We were dealing with a litigation against Tech Mahindra in the Courts at Los Angeles, California, filed by a disgruntled employee who was sent Onsite from India. During discovery, we found documents against the employee; however, the legal costs, publicity, and risks of going through a jury trial forced us to settle the matter. It was then as an in-house counsel that I realised that litigation is not just about the law or proving who is right/wrong. There are many variables and considerations, such as costs, bargaining power of the parties involved, and attitude of the Presiding Officer of the Court, among others, that are to be kept in mind while dealing with a dispute.
Beyond your legal work, you’ve volunteered as a teacher with Make A Difference. How has your experience in community engagement shaped your perspective, both personally and professionally?

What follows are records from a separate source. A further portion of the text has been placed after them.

//! Invoice totals.

use serde::{Deserialize, Serialize};

use quickbill_core::ValueObject;

use crate::amount::sanitize;
use crate::line_item::LineItem;

/// Derived subtotal / delivery / total triple.
#[derive(Debug, Clone, Copy, PartialEq, Default, Serialize, Deserialize)]
pub struct FinancialSummary {
    pub subtotal: f64,
    pub delivery_charge: f64,
    pub total: f64,
}

impl ValueObject for FinancialSummary {}

/// Compute totals for a list of items plus a delivery charge.
///
/// Stateless: callers invoke it after every edit, so the result always
/// reflects the current rows. Non-finite quantities, prices and delivery
/// charges contribute zero. Never fails.
pub fn compute_summary(items: &[LineItem], delivery_charge: f64) -> FinancialSummary {
    let subtotal: f64 = items.iter().map(LineItem::line_total).sum();
    let delivery_charge = sanitize(delivery_charge);

    FinancialSummary {
        subtotal,
        delivery_charge,
        total: subtotal + delivery_charge,
    }
}

#[cfg(test)]
mod tests {
    use super::*;
    use crate::amount::coerce_amount;
    use proptest::prelude::*;

    #[test]
    fn two_items_plus_delivery() {
        let items = vec![
            LineItem::new("A", 2.0, 100.0),
            LineItem::new("B", 1.0, 50.0),
        ];
        let summary = compute_summary(&items, 60.0);
        assert_eq!(summary.subtotal, 250.0);
        assert_eq!(summary.delivery_charge, 60.0);
        assert_eq!(summary.total, 310.0);
    }

    #[test]
    fn empty_quantity_contributes_nothing() {
        let items = vec![LineItem::new("C", coerce_amount(""), 200.0)];
        let summary = compute_summary(&items, 0.0);
        assert_eq!(summary.subtotal, 0.0);
        assert_eq!(summary.total, 0.0);
    }

    #[test]
    fn garbage_quantity_behaves_like_zero() {
        let garbage = vec![LineItem::new("", coerce_amount("abc"), 10.0)];
        let zero = vec![LineItem::new("", 0.0, 10.0)];
        assert_eq!(compute_summary(&garbage, 0.0), compute_summary(&zero, 0.0));
    }

    #[test]
    fn non_finite_delivery_charge_is_zero() {
        let items = vec![LineItem::new("A", 1.0, 5.0)];
        let summary = compute_summary(&items, f64::NAN);
        assert_eq!(summary.delivery_charge, 0.0);
        assert_eq!(summary.total, 5.0);
    }

    #[test]
    fn no_items_is_just_delivery() {
        let summary = compute_summary(&[], 60.0);
        assert_eq!(summary, FinancialSummary {
            subtotal: 0.0,
            delivery_charge: 60.0,
            total: 60.0,
        });
    }

    #[test]
    fn recomputes_after_edits_and_removals() {
        let mut items = vec![LineItem::new("A", 1.0, 10.0)];
        assert_eq!(compute_summary(&items, 0.0).total, 10.0);

        items.push(LineItem::new("B", 2.0, 5.0));
        assert_eq!(compute_summary(&items, 0.0).total, 20.0);

        items[0].quantity = 3.0;
        assert_eq!(compute_summary(&items, 0.0).total, 40.0);

        items.remove(1);
        assert_eq!(compute_summary(&items, 0.0).total, 30.0);
    }

    fn whole_items() -> impl Strategy<Value = Vec<LineItem>> {
        // Whole-number amounts keep every partial sum exact in f64.
        prop::collection::vec(
            (0u32..1_000, 0u32..100_000)
                .prop_map(|(q, p)| LineItem::new("item", q as f64, p as f64)),
            0..20,
        )
    }

    proptest! {
        #![proptest_config(ProptestConfig {
            cases: 256,
            ..ProptestConfig::default()
        })]

        /// Property: subtotal is the sum of quantity × price.
        #[test]
        fn subtotal_is_sum_of_line_totals(items in whole_items()) {
            let expected: f64 = items.iter().map(|i| i.quantity * i.unit_price).sum();
            prop_assert_eq!(compute_summary(&items, 0.0).subtotal, expected);
        }

        /// Property: item order does not change the result.
        #[test]
        fn summary_is_order_independent(
            (items, shuffled) in whole_items().prop_flat_map(|items| {
                let shuffled = Just(items.clone()).prop_shuffle();
                (Just(items), shuffled)
            }),
            delivery in 0u32..10_000
        ) {
            prop_assert_eq!(
                compute_summary(&items, delivery as f64),
                compute_summary(&shuffled, delivery as f64)
            );
        }

        /// Property: total is always subtotal + delivery charge, even for
        /// degraded input.
        #[test]
        fn total_is_subtotal_plus_delivery(
            quantities in prop::collection::vec(prop_oneof![
                Just(f64::NAN),
                Just(f64::INFINITY),
                Just(f64::NEG_INFINITY),
                0.0f64..1e6,
            ], 0..10),
            delivery in prop_oneof![any::<f64>(), 0.0f64..1e4],
        ) {
            let items: Vec<_> = quantities
                .into_iter()
                .map(|q| LineItem::new("x", q, 3.0))
                .collect();
            let summary = compute_summary(&items, delivery);
            prop_assert_eq!(summary.total, summary.subtotal + summary.delivery_charge);
            prop_assert!(summary.delivery_charge.is_finite());
        }
    }
}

During my time at Make A Difference, I was tasked with teaching English to a Class of 4 Juvenile Convicts in a Juvenile Home in Pune. Professionally, it was obviously a very enriching experience since it was hands-on learning on how the Juvenile Justice Act worked. Personally, it was an experience that made me culturally sensitive and socially aware. These Juveniles were some of the smartest 10-year-olds I met who were also grateful for the learning opportunity. It made me trust the reformative form of punishment.

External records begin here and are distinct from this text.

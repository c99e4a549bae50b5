//! Process-wide logging setup shared by the binaries.

/// Install the default subscriber (JSON lines on stderr).
///
/// Safe to call multiple times; later calls are no-ops.
pub fn init() {
    tracing::init(tracing::LogFormat::Json);
}

pub use self::tracing::LogFormat;

/// Subscriber configuration (filter, format).
pub mod tracing;
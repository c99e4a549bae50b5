//! Command-line surface: order file in, invoice PDF out.

pub mod app;
pub mod config;

pub use app::{Generated, dump_tree, generate, load_catalog, load_order};
pub use config::Args;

You’ve been recognized for your contributions. Could you share a bit about any notable publications you’ve authored or awards you’ve received, and what those moments meant to you?
I have not had the honour of receiving any of the prestigious legal awards.
My last publication was a result of a sleepless night during COVID-19 graciously published by Bar & Bench on Access to Justice in the State of Chhattisgarh, which can be accessed here:
Although it has been a while since I have done any legal writing, I believe legal writing offers a unique avenue for the expression of creative arguments; which unfortunately, legal pleadings do not provide. Legal writing fosters a dynamic and evolving dialogue within the legal community. I regularly read articles published on “indianconlawphil” and “indiacorplaw”. I can only wish that my practice affords me time to write such enriching articles.
As someone deeply connected to Chhattisgarh, how do you perceive the evolving legal landscape in the state, and what role does Pransh play in contributing to that evolution?
We have been making representations to the Government urging them to establish more Commercial Courts in the State as well as set up other Tribunals like DRT, NGT, and NCLT but to no avail. More Tribunals would mean more opportunities for Lawyers as well as access to litigants. It would also ensure the development of a Commercial Bar in the State, which is non-existent as of date. There is still a long way to go!
Beyond the legal realm, what are your hobbies or interests that bring you joy and relaxation outside of work?
General interests in movies/music aside, I went for a 7-day trek to Har-ki-doon a couple of years ago, which got me hooked on trekking. I make it a point to go on a trek during Court vacations in summer. It allows me to be completely disconnected, reducing the mental strain associated with information overload.
What advice do you have for law students and aspiring lawyers who are navigating their way through legal education and considering a career in law?
a) Politeness is an understated skill to possess; b) Don’t be arrogant, it reflects in Court, and no one likes to deal with an arrogant person – neither the judge nor the client; c) Try and make the job of the Court easier – submit brief written arguments with case compilations, whenever possible; d) Be patient, the learning process is slow; e) Don’t be hard on yourself.